Is it not true that our situation is a bit like a dog tied to an erratic cart? No matter what the dog wants the cart will determine where things go. The dog has two choices; follow the cart or be dragged. There is some play in the leash, but not enough for the dog to stray very far. If the dog gets it just right he can trot along at an easy pace next to the cart. Then it becomes a habit. Best Wishes, RM
Re: Is my MIL a narcissist? PLEASE ADVISE
From: Renaissance Man
Date: 02 Jun 2002
Time: 14:38
Comments
How can one respond to being manipulated and lied to? You mean, after you beat the daylights out of them? The problem with being manipulated is you generally only find out about it after the fact. Thus, you've already been had. As in any situation there are a number of options to choose from for a response. The aforementioned choice being the most forward and direct response is not recommended for obvious reasons. But there are still at least four or five remaining choices.
For example, you could DO NOTHING. Choose not to respond. This may be a good option when you just have to put up with it simply because she comes with your husband. Or if you want peace of mind more than anything else. And because it doesn't reward the offensive behavior.
Or perhaps you might walk away. Exit the scene. Turn your back. Get out and into a safer place. This works when you need to think things through, which happens when you're trying to figure out how you were manipulated or what the lie was. Or maybe you are afraid of doing method #1 and need to chill. Or you are disgusted and need some air.
A fourth response could be the judicious use of deception as a tool for creating emotional distance from the offensive behavior while maintaining the necessary interactions. In other words lie when you need to in order to keep the peace. The main disadvantage is becoming one too. But unconventional techniques applied in the spirit of what's good for all involved can have beneficial results. I remember all of the wonderful holidays with my family as a child, not that Santa Claus was BS.
Related to, but essentially different from doing nothing is the ideal response of compassion. How else can we really view this kind of behavior? If one lies or manipulates to get their needs met it is kind of sad because most likely their needs would get met better without the games and BS. The question of compassion asks can I still love this person when they hurt me or others?
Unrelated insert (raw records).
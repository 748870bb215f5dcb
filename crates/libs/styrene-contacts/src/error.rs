use crate::types::ContactId;

/// Errors returned by identity graph operations.
///
/// Every variant is a caller contract violation. The graph rejects the
/// operation and leaves its state untouched.
#[derive(Clone, Debug, PartialEq, Eq, thiserror::Error)]
#[non_exhaustive]
pub enum GraphError {
    #[error("unknown contact: {0:?}")]
    UnknownContact(ContactId),

    #[error("contact {0:?} cannot be attached to itself")]
    SelfAttachment(ContactId),

    #[error("contact {0:?} is not a master contact")]
    NotMaster(ContactId),

    #[error("contact {0:?} is not a roster contact")]
    NotRoster(ContactId),

    #[error("roster contact {roster:?} is already attached to {master:?}")]
    AlreadyAttached {
        master: ContactId,
        roster: ContactId,
    },

    #[error("roster contact {roster:?} is not attached to {master:?}")]
    NotAttached {
        master: ContactId,
        roster: ContactId,
    },
}
impl ListStore {
    pub fn new(config: ListStoreConfig) -> Self {
        Self {
            config,
            graph: IdentityGraph::new(),
            source: None,
            receiver: None,
            rows: RowArray::default(),
            index: NameIndex::default(),
            by_contact: HashMap::new(),
            dirty: HashSet::new(),
            scheduler: SortScheduler::default(),
            observers: Observers::default(),
            loading: false,
        }
    }

    pub fn graph(&self) -> &IdentityGraph {
        &self.graph
    }

    pub fn len(&self) -> usize {
        self.rows.len()
    }

    pub fn is_empty(&self) -> bool {
        self.rows.len() == 0
    }

    /// Placeholder slots after the last row.
    pub fn prealloc_rows(&self) -> usize {
        self.rows.extra()
    }

    pub fn balloon(&self) -> Balloon {
        self.rows.balloon()
    }

    pub fn is_loading(&self) -> bool {
        self.loading
    }

    pub fn source_name(&self) -> Option<&str> {
        self.source.as_deref().map(|source| source.name())
    }

    pub fn scheduler(&self) -> &SortScheduler {
        &self.scheduler
    }

    pub fn is_sort_pending(&self) -> bool {
        self.scheduler.is_pending()
    }

    // ── Source wiring ─────────────────────────────────────────────────────────

    /// Replaces the data source, clearing every row of the previous one.
    ///
    /// A source that is already streaming can only be shared when it is
    /// multiplexable; otherwise the store is left untouched.
    pub fn set_source<S>(&mut self, source: S) -> Result<(), ListError>
    where
        S: ContactSource + 'static,
    {
        if source.is_streaming() && !source.is_multiplexable() {
            log::error!(
                "refusing contact source {}: already streaming and not multiplexable",
                source.name()
            );
            return Err(ListError::SourceAlreadyStreaming {
                name: source.name().to_string(),
            });
        }

        self.clear_source();
        let mut source: Box<dyn ContactSource> = Box::new(source);
        self.receiver = Some(source.subscribe());
        self.loading = true;
        if !source.is_streaming() {
            source.start();
        }
        log::debug!("attached contact source {}", source.name());
        self.source = Some(source);
        Ok(())
    }

    /// Detaches the current source and deletes its rows.
    ///
    /// Only master contacts go with the rows. Roster contacts belong to the
    /// roster backend that inserted them, which drops them with
    /// [`ListStore::remove_roster`].
    pub fn clear_source(&mut self) {
        self.receiver = None;
        if let Some(source) = self.source.take() {
            log::debug!(
                "detaching contact source {} with {} rows",
                source.name(),
                self.rows.len()
            );
        }
        self.clear_rows();
        self.dirty.clear();
        self.scheduler.cancel();
        self.loading = false;
    }

    fn clear_rows(&mut self) {
        self.rows.collapse();
        while let Some(last) = self.rows.len().checked_sub(1) {
            let Some(key) = self.rows.key_at(last) else {
                break;
            };
            if let Some(row) = self.rows.value(key) {
                self.index.remove_row(&row.uid, key);
            }
            self.remove_row(key);
        }
    }

    /// Dispatches every batch the source has queued. Returns how many were handled.
    pub fn pump(&mut self) -> usize {
        let Some(receiver) = self.receiver.as_mut() else {
            return 0;
        };
        let mut events = Vec::new();
        let mut closed = false;
        loop {
            match receiver.try_recv() {
                Ok(event) => events.push(event),
                Err(TryRecvError::Empty) => break,
                Err(TryRecvError::Disconnected) => {
                    closed = true;
                    break;
                }
            }
        }
        if closed {
            log::debug!("contact source closed its stream");
            self.receiver = None;
        }

        let handled = events.len();
        for event in events {
            self.dispatch(event);
        }
        handled
    }

    fn dispatch(&mut self, event: SourceEvent) {
        match event {
            SourceEvent::ItemsAdded(batch) => self.on_items_added(batch),
            SourceEvent::ItemsChanged(batch) => self.on_items_changed(batch),
            SourceEvent::ItemsRemoved(uids) => self.on_items_removed(&uids),
            SourceEvent::SequenceComplete(status) => self.on_sequence_complete(status),
        }
    }

    // ── Source callbacks ──────────────────────────────────────────────────────

    pub fn on_items_added(&mut self, batch: Vec<ContactRecord>) {
        if batch.is_empty() {
            return;
        }
        let added = batch.len();
        self.rows.reserve(added, self.config.prealloc_chunk);
        for record in batch {
            let uid = record.uid.clone();
            let contact = self.graph.insert_master(record);
            let (key, index) = self.rows.insert(|key| ListStoreRow {
                key,
                contact,
                uid: uid.clone(),
            });
            self.index.insert(&uid, key);
            self.by_contact.insert(contact, key);
            self.observers.emit(&ListEvent::RowInserted { index });
        }
        self.scheduler.schedule();
        log::debug!("added {added} contacts, {} rows", self.rows.len());
    }

    pub fn on_items_changed(&mut self, batch: Vec<ContactRecord>) {
        for record in batch {
            let contacts: Vec<ContactId> = self
                .index
                .get(&record.uid)
                .iter()
                .filter_map(|key| self.rows.value(*key))
                .map(|row| row.contact)
                .collect();
            if contacts.is_empty() {
                log::trace!("ignoring change of unknown contact {}", record.uid);
                continue;
            }
            let uid = record.uid.clone();
            for contact in contacts {
                if let Err(err) = self.graph.update_master(contact, record.clone()) {
                    log::warn!("failed to update contact {uid}: {err}");
                }
            }
            self.on_item_changed(&uid);
        }
    }

    pub fn on_items_removed<S: AsRef<str>>(&mut self, uids: &[S]) {
        for uid in uids {
            let uid = uid.as_ref();
            let keys = self.index.remove(uid);
            if keys.is_empty() {
                log::trace!("ignoring removal of unknown contact {uid}");
                continue;
            }
            for key in keys {
                self.remove_row(key);
            }
        }
    }

    fn remove_row(&mut self, key: RowKey) {
        let Some((row, index)) = self.rows.remove(key) else {
            return;
        };
        self.by_contact.remove(&row.contact);
        self.dirty.remove(&key);
        if let Err(err) = self.graph.remove(row.contact) {
            log::warn!("failed to drop contact {}: {err}", row.uid);
        }
        self.observers.emit(&ListEvent::RowDeleted { index });
    }

    /// Marks every row showing `uid` for a change notification on the next tick.
    pub fn on_item_changed(&mut self, uid: &str) {
        let keys = self.index.get(uid);
        if keys.is_empty() {
            log::trace!("ignoring change notification for unknown contact {uid}");
            return;
        }
        self.dirty.extend(keys.iter().copied());
    }

    pub fn on_sequence_complete(&mut self, status: SequenceStatus) {
        match &status {
            SequenceStatus::Ok => {
                log::debug!("initial load finished with {} rows", self.rows.len())
            }
            SequenceStatus::Failed(reason) => log::warn!("initial load failed: {reason}"),
        }
        self.loading = false;
        self.observers.emit(&ListEvent::LoadingFinished { status });
    }

    // ── Lookup ────────────────────────────────────────────────────────────────

    /// Every row showing `uid`.
    pub fn find(&self, uid: &str) -> Vec<&ListStoreRow> {
        self.index
            .get(uid)
            .iter()
            .filter_map(|key| self.rows.value(*key))
            .collect()
    }

    pub fn contains(&self, uid: &str) -> bool {
        self.index.contains(uid)
    }

    pub fn row_at(&self, index: usize) -> Option<&ListStoreRow> {
        self.rows.get(index)
    }

    pub fn row_index(&self, row: &ListStoreRow) -> Option<usize> {
        self.rows.index_of(row.key)
    }

    pub fn iter(&self) -> impl Iterator<Item = &ListStoreRow> + '_ {
        self.rows.iter()
    }

    /// Presence the master behind a row displays.
    pub fn resolve_presence(&mut self, contact: ContactId) -> Result<&Presence, ListError> {
        Ok(self.graph.resolve_presence(contact)?)
    }

    // ── Roster contacts ───────────────────────────────────────────────────────
    //
    // Roster backends feed the graph through these. Masters stay under the
    // control of the source, and every change reaches the rows on the next
    // tick.

    pub fn insert_roster(&mut self, record: RosterRecord) -> ContactId {
        self.graph.insert_roster(record)
    }

    /// Attaches `roster` to the master of every row showing `uid`.
    pub fn attach_roster(&mut self, uid: &str, roster: ContactId) -> Result<usize, ListError> {
        let contacts: Vec<ContactId> = self.find(uid).iter().map(|row| row.contact).collect();
        for contact in &contacts {
            self.graph.attach(*contact, roster)?;
        }
        Ok(contacts.len())
    }

    pub fn set_roster_presence(
        &mut self,
        roster: ContactId,
        presence: Presence,
    ) -> Result<(), ListError> {
        Ok(self.graph.set_roster_presence(roster, presence)?)
    }

    pub fn set_roster_capabilities(
        &mut self,
        roster: ContactId,
        capabilities: Capabilities,
    ) -> Result<(), ListError> {
        Ok(self.graph.set_roster_capabilities(roster, capabilities)?)
    }

    pub fn set_roster_avatar(
        &mut self,
        roster: ContactId,
        avatar: Option<String>,
    ) -> Result<(), ListError> {
        Ok(self.graph.set_roster_avatar(roster, avatar)?)
    }

    pub fn set_roster_attributes(
        &mut self,
        roster: ContactId,
        attributes: Attributes,
    ) -> Result<(), ListError> {
        Ok(self.graph.set_roster_attributes(roster, attributes)?)
    }

    /// Drops a roster contact after detaching it from every master.
    ///
    /// Master contacts are rejected; they leave with their rows through
    /// [`ListStore::on_items_removed`].
    pub fn remove_roster(&mut self, roster: ContactId) -> Result<(), ListError> {
        match self.graph.get(roster) {
            None => return Err(GraphError::UnknownContact(roster).into()),
            Some(contact) if !contact.is_roster() => {
                return Err(GraphError::NotRoster(roster).into());
            }
            Some(_) => {}
        }
        let removed = self.graph.remove(roster)?;
        log::debug!("removed roster contact {}", removed.uid());
        Ok(())
    }

    // ── Ordering ──────────────────────────────────────────────────────────────

    pub fn primary_sort(&self) -> PrimarySort {
        self.config.primary_sort
    }

    pub fn group_sort(&self) -> GroupSort {
        self.config.group_sort
    }

    pub fn set_primary_sort(&mut self, sort: PrimarySort) {
        if self.config.primary_sort != sort {
            self.config.primary_sort = sort;
            self.scheduler.schedule();
        }
    }

    pub fn set_group_sort(&mut self, sort: GroupSort) {
        if self.config.group_sort != sort {
            self.config.group_sort = sort;
            self.scheduler.schedule();
        }
    }

    pub fn subscribe<O>(&mut self, observer: O) -> ObserverId
    where
        O: ListObserver + 'static,
    {
        self.observers.subscribe(Box::new(observer))
    }

    pub fn unsubscribe(&mut self, id: ObserverId) -> bool {
        self.observers.unsubscribe(id)
    }

    /// One main-loop iteration: pump the source, flush change notifications,
    /// then run a pending resort.
    pub fn tick(&mut self) {
        self.pump();
        self.absorb_graph_events();
        self.flush_dirty();
        if self.scheduler.take() {
            self.resort();
        }
    }

    fn absorb_graph_events(&mut self) {
        for event in self.graph.drain_events() {
            if let Some(key) = self.by_contact.get(&event.subject()) {
                self.dirty.insert(*key);
            }
        }
    }

    fn flush_dirty(&mut self) {
        if self.dirty.is_empty() {
            return;
        }
        let mut indices: Vec<usize> = self
            .dirty
            .drain()
            .filter_map(|key| self.rows.index_of(key))
            .collect();
        indices.sort_unstable();
        for index in indices {
            self.observers.emit(&ListEvent::RowChanged { index });
        }
        self.scheduler.schedule();
    }

    fn resort(&mut self) {
        if self.rows.len() == 0 {
            return;
        }
        self.rows.collapse();
        let contacts: Vec<ContactId> = self.rows.iter().map(|row| row.contact).collect();
        let keys: Vec<SortKey> = contacts
            .into_iter()
            .map(|contact| SortKey::for_contact(&mut self.graph, contact))
            .collect();
        let new_order = sort::sorted_order(&keys, self.config.group_sort, self.config.primary_sort);
        self.rows.reorder(&new_order);
        log::trace!(
            "resorted {} rows by {:?}/{:?}",
            new_order.len(),
            self.config.group_sort,
            self.config.primary_sort
        );
        self.observers.emit(&ListEvent::RowsReordered { new_order });
    }
}
//! Contact uid to row lookup.

use std::collections::HashMap;

use crate::array::RowKey;

/// Maps a contact uid to every row showing it. A uid may legally back more
/// than one row.
#[derive(Debug, Default)]
pub(crate) struct NameIndex {
    rows: HashMap<String, Vec<RowKey>>,
}

impl NameIndex {
    pub fn insert(&mut self, uid: &str, key: RowKey) {
        let keys = self.rows.entry(uid.to_string()).or_default();
        if !keys.contains(&key) {
            keys.push(key);
        }
    }

    pub fn get(&self, uid: &str) -> &[RowKey] {
        self.rows.get(uid).map(Vec::as_slice).unwrap_or_default()
    }

    pub fn contains(&self, uid: &str) -> bool {
        self.rows.contains_key(uid)
    }

    /// Drops every row recorded for `uid`.
    pub fn remove(&mut self, uid: &str) -> Vec<RowKey> {
        self.rows.remove(uid).unwrap_or_default()
    }

    pub fn remove_row(&mut self, uid: &str, key: RowKey) -> bool {
        let Some(keys) = self.rows.get_mut(uid) else {
            return false;
        };
        let before = keys.len();
        keys.retain(|other| *other != key);
        let removed = keys.len() != before;
        if keys.is_empty() {
            self.rows.remove(uid);
        }
        removed
    }

    pub fn row_count(&self) -> usize {
        self.rows.values().map(Vec::len).sum()
    }
}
Sometimes you can tell when you're about to be deceived or BS'ed. A subtle cue can tip you off. Or you may hear stories that are not realistic or don't add up. Or just plain old gut instinct. Constant exposure to deception and lies can chip away at the ability to trust and maintain in good working order one's hunches, so it's important to practice using them as a basis for decisions. Being manipulated and lied to tests your resolve to believe in yourself, so vote for yourself to counteract this effect.
There are other options as well or combinations of different options. For example, walk away and then do nothing, or do nothing until that fails and then use deception. Awareness of more than one or two options enables you stay on your toes in the moment, which you'll have to do to stay ahead of the manipulator. If all of that is too much, may I recommend doing nothing as a sort of default option. After all, most of us have other things to do, places to go and people to see besides hashing through someone else's ridiculous machinations.
For me, awareness of options in my choices helps me feel somewhat more free- not so trapped, and so it's easier to choose compassion-embracing the other person while being aware of how they can hurt and sometimes do, and trying to stay out of the way when that needs to happen.